I initially prepared this summary for my myself. However, I thought other people would find it useful, so I refined it as necessary and decided to share it.

Please note that this serves only as a summary or even a cheat sheet. If you are new to these topics, it’s advisable to do further reading.

Read Phenomena

Read phenomena are potential issues (anomalies) that can occur in a database when multiple transactions are executed concurrently.

  • Dirty Read: A transaction reads data written by another concurrent uncommitted transaction.
    • It’s like reading a draft that someone else is still writing.
  • Nonrepeatable Read: A transaction re-reads columns and finds that their values have been changed due to another concurrently committed transaction.
    • It’s like re-reading a page of a book and finding that the words have changed since your first read.
  • Phantom Read: A transaction re-reads a set of rows satisfying a specific criteria and finds newly added or removed rows due to another concurrently committed transaction.
    • It’s like counting a group of people, then finding the number changes when you count again because new people have left or joined.
  • Serialization Anomaly: The state of data resulting from executing transactions concurrently differs from the state resulting from running them one at a time.
    • It’s like when you are baking a cake, it might taste differently if you added all the ingredients at the same time than if you added them one at a time in a specific order.

Isolation Levels

Isolation levels determine how transactions influence each other.

Read Uncommitted

  • Dirty Read: Possible, but not in PostgreSQL.
  • Nonrepeatable Read: Possible.
  • Phantom Read: Possible.
  • Serialization Anomaly: Possible.

READ UNCOMMITTED behaves the same as READ COMMITTED in PostgreSQL.

Read Committed

  • Dirty Read: Not possible.
  • Nonrepeatable Read: Possible.
  • Phantom Read: Possible.
  • Serialization Anomaly: Possible.

READ COMMITTED is the default isolation level in PostgreSQL.

Repeatable Read

  • Dirty Read: Not possible.
  • Nonrepeatable Read: Not possible.
  • Phantom Read: Possible, but not in PostgreSQL.
  • Serialization Anomaly: Possible.

Serializable

  • Dirty Read: Not possible.
  • Nonrepeatable Read: Not possible.
  • Phantom Read: Not possible.
  • Serialization Anomaly: Not possible.

You can set the transaction isolation level in PostgreSQL using the following syntax:

BEGIN TRANSACTION ISOLATION LEVEL READ COMMITTED;
-- Your queries
COMMIT;

Locking (Row-level locking)

Locking is a mechanism that prevents concurrent transactions from interfering with each other when accessing or modifying the same data.
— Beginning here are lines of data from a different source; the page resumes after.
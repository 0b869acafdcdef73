use super::npz::{to_labels, NpzBundleFile};
use crate::config::ChannelNames;
use crate::data::into_volume;
use crate::detect::ObjectRole;
use crate::{AnalysisError, AnalysisResult, Calibration, CalibratedImage, Idx3d};
use ndarray::Array3;
use std::path::Path;

/// 一幅图像的全部输入: 四个通道, 可选的标签图与标定信息.
///
/// 所有通道和标签图的形状一致. 该结构只读.
#[derive(Debug, Clone)]
pub struct ImageBundle {
    name: String,
    rnf4: CalibratedImage,
    pml: CalibratedImage,
    rnf111: CalibratedImage,
    dapi: CalibratedImage,
    nuclei_labels: Option<Array3<u32>>,
    pml_labels: Option<Array3<u32>>,
    rnf4_labels: Option<Array3<u32>>,
    calibration: Option<Calibration>,
}

impl ImageBundle {
    /// 由四个通道创建输入包. 各通道形状必须一致, 否则返回 `ImageMismatch`.
    pub fn new(
        name: impl Into<String>,
        rnf4: CalibratedImage,
        pml: CalibratedImage,
        rnf111: CalibratedImage,
        dapi: CalibratedImage,
    ) -> AnalysisResult<Self> {
        let shape = rnf4.shape();
        pml.ensure_shape(shape)?;
        rnf111.ensure_shape(shape)?;
        dapi.ensure_shape(shape)?;
        Ok(Self {
            name: name.into(),
            rnf4,
            pml,
            rnf111,
            dapi,
            nuclei_labels: None,
            pml_labels: None,
            rnf4_labels: None,
            calibration: None,
        })
    }

    /// 附加角色 `role` 的标签图. 形状与通道不一致时返回 `ImageMismatch`.
    pub fn with_labels(mut self, role: ObjectRole, labels: Array3<u32>) -> AnalysisResult<Self> {
        if labels.dim() != self.shape() {
            return Err(AnalysisError::ImageMismatch {
                expected: self.shape(),
                found: labels.dim(),
            });
        }
        let slot = match role {
            ObjectRole::Nucleus => &mut self.nuclei_labels,
            ObjectRole::Pml => &mut self.pml_labels,
            ObjectRole::Rnf4 => &mut self.rnf4_labels,
        };
        *slot = Some(labels);
        Ok(self)
    }

    /// 附加标定信息.
    #[inline]
    pub fn with_calibration(self, calibration: Calibration) -> Self {
        Self {
            calibration: Some(calibration),
            ..self
        }
    }

    /// 从 npz 文件 `path` 读取输入包, 条目名由 `channels` 给出.
    ///
    /// 四个通道必须存在; 标签图与标定信息可缺省. 通道可以是 2D `(H, W)` 或
    /// 3D `(Z, H, W)` 的任意数值类型数组.
    pub fn open<P: AsRef<Path>>(path: P, channels: &ChannelNames) -> AnalysisResult<Self> {
        let path = path.as_ref();
        let name = path
            .file_stem()
            .map(|s| s.to_string_lossy().into_owned())
            .unwrap_or_default();
        let mut file = NpzBundleFile::open(path)?;

        let mut channel = |entry: &str| -> AnalysisResult<CalibratedImage> {
            CalibratedImage::from_dyn(file.require(entry)?)
        };
        let rnf4 = channel(channels.rnf4.as_str())?;
        let pml = channel(channels.pml.as_str())?;
        let rnf111 = channel(channels.rnf111.as_str())?;
        let dapi = channel(channels.dapi.as_str())?;
        let mut bundle = Self::new(name, rnf4, pml, rnf111, dapi)?;

        for (role, entry) in [
            (ObjectRole::Nucleus, &channels.nuclei_labels),
            (ObjectRole::Pml, &channels.pml_labels),
            (ObjectRole::Rnf4, &channels.rnf4_labels),
        ] {
            if let Some(arr) = file.read(entry)? {
                bundle = bundle.with_labels(role, into_volume(to_labels(arr, entry)?)?)?;
            }
        }

        if let Some(values) = file.read(&channels.calibration)? {
            let values: Vec<f64> = values.iter().copied().collect();
            let calibration = Calibration::from_values(&values).ok_or_else(|| {
                AnalysisError::Configuration(format!("invalid calibration {values:?}"))
            })?;
            bundle = bundle.with_calibration(calibration);
        }
        Ok(bundle)
    }

    /// 图像名 (文件名去掉扩展名).
    #[inline]
    pub fn name(&self) -> &str {
        &self.name
    }

    /// 图像形状 `(z, h, w)`.
    #[inline]
    pub fn shape(&self) -> Idx3d {
        self.rnf4.shape()
    }

    /// RNF4 通道.
    #[inline]
    pub fn rnf4(&self) -> &CalibratedImage {
        &self.rnf4
    }

    /// PML 通道.
    #[inline]
    pub fn pml(&self) -> &CalibratedImage {
        &self.pml
    }

    /// RNF111 通道.
    #[inline]
    pub fn rnf111(&self) -> &CalibratedImage {
        &self.rnf111
    }

    /// DAPI 通道.
    #[inline]
    pub fn dapi(&self) -> &CalibratedImage {
        &self.dapi
    }

    /// 角色 `role` 的标签图.
    pub fn labels(&self, role: ObjectRole) -> Option<&Array3<u32>> {
        match role {
            ObjectRole::Nucleus => self.nuclei_labels.as_ref(),
            ObjectRole::Pml => self.pml_labels.as_ref(),
            ObjectRole::Rnf4 => self.rnf4_labels.as_ref(),
        }
    }

    /// 输入包自带的标定信息.
    #[inline]
    pub fn calibration(&self) -> Option<Calibration> {
        self.calibration
    }
}

#[cfg(test)]
mod tests {
    use super::ImageBundle;
    use crate::config::ChannelNames;
    use crate::detect::ObjectRole;
    use crate::{AnalysisError, CalibratedImage};
    use ndarray::{arr1, Array2, Array3};
    use ndarray_npy::NpzWriter;
    use std::fs::File;
    use std::path::PathBuf;

    fn temp_path(name: &str) -> PathBuf {
        let mut p = std::env::temp_dir();
        p.push(format!("nucfoci-{}-{name}", std::process::id()));
        p
    }

    #[test]
    fn test_shape_mismatch() {
        let a = CalibratedImage::new(Array3::zeros((1, 4, 4)));
        let b = CalibratedImage::new(Array3::zeros((1, 4, 5)));
        let err = ImageBundle::new("x", a.clone(), a.clone(), b, a.clone()).unwrap_err();
        assert!(matches!(err, AnalysisError::ImageMismatch { .. }));

        let bundle = ImageBundle::new("x", a.clone(), a.clone(), a.clone(), a).unwrap();
        assert!(bundle
            .with_labels(ObjectRole::Pml, Array3::zeros((2, 4, 4)))
            .is_err());
    }

    #[test]
    fn test_open_npz() {
        let path = temp_path("bundle.npz");
        {
            let mut w = NpzWriter::new(File::create(&path).unwrap());
            let channel = Array2::<u16>::from_elem((3, 4), 7);
            for name in ["rnf4", "pml", "rnf111", "dapi"] {
                w.add_array(format!("{name}.npy"), &channel).unwrap();
            }
            let mut labels = Array2::<u8>::zeros((3, 4));
            labels[(1, 1)] = 2;
            w.add_array("nuclei_labels.npy", &labels).unwrap();
            w.add_array("calibration.npy", &arr1(&[0.1f64])).unwrap();
            w.finish().unwrap();
        }

        let bundle = ImageBundle::open(&path, &ChannelNames::default()).unwrap();
        std::fs::remove_file(&path).unwrap();

        assert_eq!(bundle.name(), format!("nucfoci-{}-bundle", std::process::id()));
        assert_eq!(bundle.shape(), (1, 3, 4));
        assert_eq!(bundle.pml()[(0, 2, 3)], 7.0);
        assert_eq!(bundle.labels(ObjectRole::Nucleus).unwrap()[(0, 1, 1)], 2);
        assert!(bundle.labels(ObjectRole::Rnf4).is_none());
        assert!((bundle.calibration().unwrap().pixel_area() - 0.01).abs() < 1e-12);
    }

    #[test]
    fn test_open_missing_channel() {
        let path = temp_path("partial.npz");
        {
            let mut w = NpzWriter::new(File::create(&path).unwrap());
            w.add_array("pml.npy", &Array2::<f32>::zeros((2, 2))).unwrap();
            w.finish().unwrap();
        }
        let err = ImageBundle::open(&path, &ChannelNames::default()).unwrap_err();
        std::fs::remove_file(&path).unwrap();
        assert!(matches!(err, AnalysisError::Configuration(_)));
    }
}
One of the primary use cases for locking is to prevent anomalies such as the Lost Update, which can occur in lower isolation levels such as READ COMMITTED.

The Lost Update anomaly occurs when two transactions attempt to update the same data concurrently, and the changes made by one transaction are overwritten by the other, resulting in the loss of the first transaction updates.

There are two common approaches to locking: pessimistic locking and optimistic locking.

Pessimistic Locking

Pessimistic locking assumes that conflicts will happen and so it prevents them by acquiring locks on the data. This means that a transaction will block other concurrent transactions from accessing the same data until it completes. There are two types of pessimistic locks: Shared lock and Exclusive lock.

Shared Lock: A shared lock allows multiple transactions to read the same data concurrently but prevents them from updating it.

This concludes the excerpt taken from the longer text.